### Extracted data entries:
= Beginning of Section =
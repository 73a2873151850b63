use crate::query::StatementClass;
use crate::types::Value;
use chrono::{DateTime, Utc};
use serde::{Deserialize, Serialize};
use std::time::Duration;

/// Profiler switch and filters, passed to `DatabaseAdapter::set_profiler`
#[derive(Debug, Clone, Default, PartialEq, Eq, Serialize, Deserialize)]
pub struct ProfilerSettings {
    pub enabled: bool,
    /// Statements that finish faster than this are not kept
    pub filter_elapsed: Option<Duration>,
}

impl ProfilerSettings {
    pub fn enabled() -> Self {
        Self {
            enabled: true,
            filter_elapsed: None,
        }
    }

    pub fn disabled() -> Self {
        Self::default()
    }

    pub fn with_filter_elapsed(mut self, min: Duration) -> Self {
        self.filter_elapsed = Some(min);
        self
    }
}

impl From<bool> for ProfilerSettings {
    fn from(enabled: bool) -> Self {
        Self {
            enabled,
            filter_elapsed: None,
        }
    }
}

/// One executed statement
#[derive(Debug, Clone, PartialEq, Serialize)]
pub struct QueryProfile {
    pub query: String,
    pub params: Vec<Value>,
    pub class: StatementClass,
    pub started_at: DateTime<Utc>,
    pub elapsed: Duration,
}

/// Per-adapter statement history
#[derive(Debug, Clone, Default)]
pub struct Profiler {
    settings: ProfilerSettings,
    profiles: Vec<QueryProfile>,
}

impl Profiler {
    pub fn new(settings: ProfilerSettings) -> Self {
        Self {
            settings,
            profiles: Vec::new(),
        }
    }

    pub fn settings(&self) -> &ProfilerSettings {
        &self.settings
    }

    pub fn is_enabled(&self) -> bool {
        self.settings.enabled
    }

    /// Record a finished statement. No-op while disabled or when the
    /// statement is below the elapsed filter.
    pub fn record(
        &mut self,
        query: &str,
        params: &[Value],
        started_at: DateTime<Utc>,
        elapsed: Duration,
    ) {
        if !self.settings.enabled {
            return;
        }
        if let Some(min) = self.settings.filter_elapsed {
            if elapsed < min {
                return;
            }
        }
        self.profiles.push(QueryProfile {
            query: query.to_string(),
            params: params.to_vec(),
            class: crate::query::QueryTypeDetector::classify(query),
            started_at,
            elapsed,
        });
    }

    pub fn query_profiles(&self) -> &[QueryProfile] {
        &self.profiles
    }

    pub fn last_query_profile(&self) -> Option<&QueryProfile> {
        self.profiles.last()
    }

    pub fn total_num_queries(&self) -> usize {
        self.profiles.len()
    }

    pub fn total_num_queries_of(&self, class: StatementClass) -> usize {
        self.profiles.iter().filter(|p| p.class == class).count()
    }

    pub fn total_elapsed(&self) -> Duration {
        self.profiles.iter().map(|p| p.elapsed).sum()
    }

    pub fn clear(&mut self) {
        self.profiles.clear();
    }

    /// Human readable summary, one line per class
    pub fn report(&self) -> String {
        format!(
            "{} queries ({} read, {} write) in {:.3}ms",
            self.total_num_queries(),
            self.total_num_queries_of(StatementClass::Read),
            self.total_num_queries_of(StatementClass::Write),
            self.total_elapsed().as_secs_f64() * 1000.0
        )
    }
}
= End of Section =
= Beginning of Section =
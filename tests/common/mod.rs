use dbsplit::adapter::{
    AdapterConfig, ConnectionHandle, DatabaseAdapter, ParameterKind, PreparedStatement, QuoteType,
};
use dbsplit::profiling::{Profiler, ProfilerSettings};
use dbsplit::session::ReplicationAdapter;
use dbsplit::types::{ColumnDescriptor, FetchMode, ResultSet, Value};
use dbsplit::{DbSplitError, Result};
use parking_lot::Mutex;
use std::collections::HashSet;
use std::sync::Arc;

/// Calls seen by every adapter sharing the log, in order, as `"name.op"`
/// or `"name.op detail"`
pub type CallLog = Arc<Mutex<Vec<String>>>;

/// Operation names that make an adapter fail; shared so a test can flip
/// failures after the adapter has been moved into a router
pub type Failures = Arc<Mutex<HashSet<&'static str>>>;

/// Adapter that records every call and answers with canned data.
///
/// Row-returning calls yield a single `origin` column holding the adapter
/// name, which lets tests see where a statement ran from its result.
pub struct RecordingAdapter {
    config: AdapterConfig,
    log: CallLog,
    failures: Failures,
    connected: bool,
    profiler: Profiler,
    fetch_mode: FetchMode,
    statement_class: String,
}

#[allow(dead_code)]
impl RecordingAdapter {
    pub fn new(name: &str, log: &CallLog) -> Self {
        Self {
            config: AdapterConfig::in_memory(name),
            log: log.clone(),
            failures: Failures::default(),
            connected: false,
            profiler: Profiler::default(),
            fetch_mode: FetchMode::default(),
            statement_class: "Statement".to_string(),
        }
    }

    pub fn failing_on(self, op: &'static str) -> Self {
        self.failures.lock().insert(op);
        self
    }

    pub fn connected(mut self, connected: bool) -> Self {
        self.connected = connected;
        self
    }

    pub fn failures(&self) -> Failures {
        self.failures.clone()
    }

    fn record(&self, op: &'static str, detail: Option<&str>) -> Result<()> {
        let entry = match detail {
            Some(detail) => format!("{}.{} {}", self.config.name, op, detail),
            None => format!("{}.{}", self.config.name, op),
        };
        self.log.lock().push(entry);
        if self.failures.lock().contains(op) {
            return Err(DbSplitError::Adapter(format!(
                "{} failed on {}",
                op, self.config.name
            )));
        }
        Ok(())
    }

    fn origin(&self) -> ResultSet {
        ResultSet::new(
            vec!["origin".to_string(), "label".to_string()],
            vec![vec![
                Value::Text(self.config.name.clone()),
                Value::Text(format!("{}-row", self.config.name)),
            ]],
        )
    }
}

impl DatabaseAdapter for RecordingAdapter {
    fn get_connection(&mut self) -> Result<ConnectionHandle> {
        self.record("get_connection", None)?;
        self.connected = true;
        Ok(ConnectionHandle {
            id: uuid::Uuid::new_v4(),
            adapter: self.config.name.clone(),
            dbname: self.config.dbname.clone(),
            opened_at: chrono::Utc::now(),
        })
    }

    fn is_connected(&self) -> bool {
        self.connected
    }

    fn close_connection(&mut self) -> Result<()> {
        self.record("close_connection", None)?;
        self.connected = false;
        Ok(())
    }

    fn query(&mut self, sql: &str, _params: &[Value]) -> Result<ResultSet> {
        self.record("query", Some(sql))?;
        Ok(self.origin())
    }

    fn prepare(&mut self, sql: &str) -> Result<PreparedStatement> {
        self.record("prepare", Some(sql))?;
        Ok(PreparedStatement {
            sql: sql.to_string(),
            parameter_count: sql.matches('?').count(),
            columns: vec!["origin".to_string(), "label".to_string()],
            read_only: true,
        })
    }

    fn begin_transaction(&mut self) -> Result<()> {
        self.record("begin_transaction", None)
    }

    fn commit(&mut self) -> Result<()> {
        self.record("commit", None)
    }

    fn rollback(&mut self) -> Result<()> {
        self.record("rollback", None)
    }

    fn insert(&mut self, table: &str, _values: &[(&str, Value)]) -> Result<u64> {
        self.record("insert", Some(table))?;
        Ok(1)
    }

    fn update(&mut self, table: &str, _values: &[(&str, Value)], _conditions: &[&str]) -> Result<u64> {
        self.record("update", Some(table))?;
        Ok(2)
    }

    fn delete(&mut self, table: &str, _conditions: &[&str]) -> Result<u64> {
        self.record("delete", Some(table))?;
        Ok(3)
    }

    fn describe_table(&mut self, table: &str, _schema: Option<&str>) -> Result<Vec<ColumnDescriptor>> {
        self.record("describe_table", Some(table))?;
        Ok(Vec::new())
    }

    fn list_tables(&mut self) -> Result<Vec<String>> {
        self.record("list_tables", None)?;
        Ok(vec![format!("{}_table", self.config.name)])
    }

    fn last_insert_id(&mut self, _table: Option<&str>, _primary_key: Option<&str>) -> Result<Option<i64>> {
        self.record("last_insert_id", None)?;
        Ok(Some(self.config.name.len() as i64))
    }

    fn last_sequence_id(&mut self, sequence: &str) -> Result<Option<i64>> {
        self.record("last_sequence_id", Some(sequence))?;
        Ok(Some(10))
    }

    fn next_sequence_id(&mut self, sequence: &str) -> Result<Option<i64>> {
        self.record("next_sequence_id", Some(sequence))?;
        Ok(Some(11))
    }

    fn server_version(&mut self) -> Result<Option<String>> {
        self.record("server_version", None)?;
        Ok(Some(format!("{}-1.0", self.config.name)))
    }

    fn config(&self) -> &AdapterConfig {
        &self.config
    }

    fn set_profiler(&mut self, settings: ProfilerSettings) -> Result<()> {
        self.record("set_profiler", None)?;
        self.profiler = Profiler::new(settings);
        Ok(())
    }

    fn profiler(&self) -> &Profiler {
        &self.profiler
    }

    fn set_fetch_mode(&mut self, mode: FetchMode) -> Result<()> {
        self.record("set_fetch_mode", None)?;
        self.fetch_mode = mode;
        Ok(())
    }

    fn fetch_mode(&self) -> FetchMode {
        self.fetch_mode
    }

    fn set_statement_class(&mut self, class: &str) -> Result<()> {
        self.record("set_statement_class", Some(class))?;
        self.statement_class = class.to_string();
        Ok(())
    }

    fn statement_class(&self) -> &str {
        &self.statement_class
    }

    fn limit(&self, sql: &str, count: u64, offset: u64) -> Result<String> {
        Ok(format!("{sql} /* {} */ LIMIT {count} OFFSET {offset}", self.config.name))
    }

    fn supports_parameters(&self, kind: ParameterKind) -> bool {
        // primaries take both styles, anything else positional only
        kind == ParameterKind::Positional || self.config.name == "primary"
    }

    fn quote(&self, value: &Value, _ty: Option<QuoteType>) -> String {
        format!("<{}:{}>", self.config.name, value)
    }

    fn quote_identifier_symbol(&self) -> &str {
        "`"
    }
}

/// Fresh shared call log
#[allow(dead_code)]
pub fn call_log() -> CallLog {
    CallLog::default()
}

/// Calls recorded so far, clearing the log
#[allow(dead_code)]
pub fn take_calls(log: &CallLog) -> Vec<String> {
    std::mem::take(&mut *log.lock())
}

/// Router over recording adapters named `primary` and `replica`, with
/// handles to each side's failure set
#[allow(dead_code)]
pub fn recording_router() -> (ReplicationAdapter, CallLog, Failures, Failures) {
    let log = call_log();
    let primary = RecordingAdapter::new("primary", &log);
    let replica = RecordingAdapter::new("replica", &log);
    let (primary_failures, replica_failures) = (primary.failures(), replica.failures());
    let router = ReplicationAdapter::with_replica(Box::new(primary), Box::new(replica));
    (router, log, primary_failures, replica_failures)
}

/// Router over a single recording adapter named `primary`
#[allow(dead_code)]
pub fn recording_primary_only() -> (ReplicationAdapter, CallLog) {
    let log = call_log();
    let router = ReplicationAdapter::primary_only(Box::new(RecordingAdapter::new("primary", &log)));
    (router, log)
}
= End of Section =
= Beginning of Section =
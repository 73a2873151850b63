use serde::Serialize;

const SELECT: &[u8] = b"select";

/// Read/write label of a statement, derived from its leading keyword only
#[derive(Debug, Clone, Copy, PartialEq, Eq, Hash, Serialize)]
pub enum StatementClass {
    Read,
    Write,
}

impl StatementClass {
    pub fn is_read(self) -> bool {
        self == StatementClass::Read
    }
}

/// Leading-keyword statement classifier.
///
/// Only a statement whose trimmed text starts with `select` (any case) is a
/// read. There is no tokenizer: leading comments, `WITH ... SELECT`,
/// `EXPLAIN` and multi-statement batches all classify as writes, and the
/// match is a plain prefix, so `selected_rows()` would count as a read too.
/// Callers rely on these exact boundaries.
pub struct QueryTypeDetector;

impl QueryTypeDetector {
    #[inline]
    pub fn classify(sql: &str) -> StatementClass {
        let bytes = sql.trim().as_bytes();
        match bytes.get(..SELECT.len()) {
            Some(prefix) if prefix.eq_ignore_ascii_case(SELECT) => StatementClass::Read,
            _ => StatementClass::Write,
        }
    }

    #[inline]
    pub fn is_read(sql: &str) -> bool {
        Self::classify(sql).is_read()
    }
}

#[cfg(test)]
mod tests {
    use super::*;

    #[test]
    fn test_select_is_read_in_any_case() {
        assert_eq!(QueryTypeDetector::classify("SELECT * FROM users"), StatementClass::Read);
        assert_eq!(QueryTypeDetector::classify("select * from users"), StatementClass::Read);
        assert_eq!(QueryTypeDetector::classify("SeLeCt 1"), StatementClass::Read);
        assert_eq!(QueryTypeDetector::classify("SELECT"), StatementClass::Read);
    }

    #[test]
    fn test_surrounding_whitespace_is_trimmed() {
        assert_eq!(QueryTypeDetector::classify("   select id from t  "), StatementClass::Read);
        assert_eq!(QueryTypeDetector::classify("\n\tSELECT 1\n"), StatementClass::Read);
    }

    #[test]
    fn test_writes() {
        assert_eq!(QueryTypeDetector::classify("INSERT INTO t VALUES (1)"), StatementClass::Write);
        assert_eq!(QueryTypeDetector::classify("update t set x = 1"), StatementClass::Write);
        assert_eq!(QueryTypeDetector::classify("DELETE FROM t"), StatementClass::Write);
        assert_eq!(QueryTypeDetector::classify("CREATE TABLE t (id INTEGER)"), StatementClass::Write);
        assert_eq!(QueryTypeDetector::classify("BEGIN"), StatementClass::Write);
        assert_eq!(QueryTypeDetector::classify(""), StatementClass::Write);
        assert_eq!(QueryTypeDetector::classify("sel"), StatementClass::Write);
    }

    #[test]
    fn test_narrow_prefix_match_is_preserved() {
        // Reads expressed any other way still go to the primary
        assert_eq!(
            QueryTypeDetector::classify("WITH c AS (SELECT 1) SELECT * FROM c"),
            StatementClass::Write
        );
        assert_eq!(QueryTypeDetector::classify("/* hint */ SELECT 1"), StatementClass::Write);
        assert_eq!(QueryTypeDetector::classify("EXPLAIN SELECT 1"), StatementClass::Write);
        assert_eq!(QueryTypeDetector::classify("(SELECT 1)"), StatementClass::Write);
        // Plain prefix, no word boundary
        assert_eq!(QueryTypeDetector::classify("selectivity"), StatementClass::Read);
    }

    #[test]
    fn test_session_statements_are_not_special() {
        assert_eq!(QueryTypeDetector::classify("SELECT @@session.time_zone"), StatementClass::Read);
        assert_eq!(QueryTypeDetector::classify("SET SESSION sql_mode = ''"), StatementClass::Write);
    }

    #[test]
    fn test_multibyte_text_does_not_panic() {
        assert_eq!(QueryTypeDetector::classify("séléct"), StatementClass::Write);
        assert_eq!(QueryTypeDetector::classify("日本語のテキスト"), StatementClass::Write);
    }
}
= End of Section =
### AIM OF THE EXERCISE:
Pull each line containing the word "that" out of the data above.

### EXERCISE ANSWER:
    /// Statements that finish faster than this are not kept
/// Operation names that make an adapter fail; shared so a test can flip
/// Adapter that records every call and answers with canned data.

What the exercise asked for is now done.